We found that peak stress during oscillatory work cycles scaled to L_s^25-0-29 (Table 1). The increase in stress with increasing body size probably reflects changes in the relative proportions of muscle fibre organelles. Mitochondria constitute up to 20% of the volume of fast fibres in small fish (<1 cm L_s) (Vieira and Johnston, 1992), decreasing to 1–2% in large fish (>30cm L_s) (Johnston, 1981). Thus, the fraction of muscle cross-sectional area available for myofibrils increases with body size.

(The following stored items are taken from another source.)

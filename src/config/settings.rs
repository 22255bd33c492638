use anyhow::Result;
use directories::ProjectDirs;
use serde_json::Value;
use std::fs;
use std::path::{Path, PathBuf};

use super::AppConfig;

const APP_NAME: &str = "FileConverter";
const CONFIG_FILE: &str = "config.json";

/// Returns the platform-specific configuration directory for the application.
pub fn get_config_directory() -> Option<PathBuf> {
    ProjectDirs::from("com", "fileconverter", APP_NAME)
        .map(|proj_dirs| proj_dirs.config_dir().to_path_buf())
}

fn resolve_config_directory(dir_override: Option<&Path>) -> Result<PathBuf> {
    match dir_override {
        Some(dir) => Ok(dir.to_path_buf()),
        None => get_config_directory()
            .ok_or_else(|| anyhow::anyhow!("Could not determine config directory")),
    }
}

/// Loads the application configuration from the config file.
///
/// A missing file is created with defaults. A file that cannot be parsed is
/// migrated if possible, otherwise the defaults are used.
pub fn load_config(dir_override: Option<&Path>) -> Result<AppConfig> {
    let config_path = resolve_config_directory(dir_override)?.join(CONFIG_FILE);

    if !config_path.exists() {
        tracing::info!(
            "Config file not found, creating default config at {:?}",
            config_path
        );
        let default_config = AppConfig::default();
        save_config(&default_config, dir_override)?;
        return Ok(default_config);
    }

    let config_content = fs::read_to_string(&config_path)?;

    match serde_json::from_str::<AppConfig>(&config_content) {
        Ok(config) => {
            tracing::info!("Loaded config from {:?}", config_path);
            Ok(config)
        }
        Err(e) => {
            tracing::warn!(
                "Failed to parse config file at {:?}: {}. Falling back to default config.",
                config_path,
                e
            );
            migrate_legacy_config(&config_content).or_else(|_| Ok(AppConfig::default()))
        }
    }
}

/// Fills fields that older config files lack (or hold as null) with defaults.
fn migrate_legacy_config(config_content: &str) -> Result<AppConfig> {
    let mut value: Value = serde_json::from_str(config_content)?;
    let obj = value
        .as_object_mut()
        .ok_or_else(|| anyhow::anyhow!("Config is not a JSON object"))?;

    let defaults = AppConfig::default();

    let ensure_field = |obj: &mut serde_json::Map<String, Value>, key: &str, default_val: Value| {
        if !obj.contains_key(key) || obj.get(key) == Some(&Value::Null) {
            obj.insert(key.to_string(), default_val);
        }
    };

    ensure_field(obj, "output_root", serde_json::to_value(&defaults.output_root)?);
    ensure_field(
        obj,
        "output_folder_name",
        serde_json::to_value(&defaults.output_folder_name)?,
    );
    ensure_field(
        obj,
        "allowed_extensions",
        serde_json::to_value(&defaults.allowed_extensions)?,
    );
    ensure_field(obj, "last_format", Value::Null);
    ensure_field(obj, "last_source_directory", Value::Null);

    let migrated_config: AppConfig = serde_json::from_value(Value::Object(obj.clone()))?;
    tracing::info!("Successfully migrated legacy config");
    Ok(migrated_config)
}

/// Saves the provided configuration to the config file.
pub fn save_config(config: &AppConfig, dir_override: Option<&Path>) -> Result<()> {
    let config_dir = resolve_config_directory(dir_override)?;

    if !config_dir.exists() {
        fs::create_dir_all(&config_dir)?;
        tracing::info!("Created config directory: {:?}", config_dir);
    }

    let config_path = config_dir.join(CONFIG_FILE);
    let config_json = serde_json::to_string_pretty(config)?;

    fs::write(&config_path, config_json)?;
    tracing::info!("Saved config to {:?}", config_path);

    Ok(())
}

The power output of the muscle fibres must exceed that required to overcome drag on the body. Estimates for the total power required to swim at maximum speed can be derived from hydrodynamic theory. However, the scaling relationships for maximum power are uncertain but have been estimated to fall within the range (total length)^2.5 to (total length)^4.0 (Goolish, 1991). Data on the power output of muscle fibres in vivo is, therefore, required for the hydrodynamic and energetic analysis of fish swimming. In the present study involving imposed sinusoidal length changes the various parameters influencing work have been optimized to achieve maximum power output. We found that the maximum power output per unit mass of muscle scaled to L_s^−0,29 under steady-state conditions (Table 1; Fig. 6). From our results, we would therefore expect the scaling coefficient for total muscle power to be similar to, or somewhat less than, that for muscle mass, which in cod scales to L_s^3.1 (Archer et al-1990; Table 1).

This work was supported by a grant from the Science and Engineering Research Council.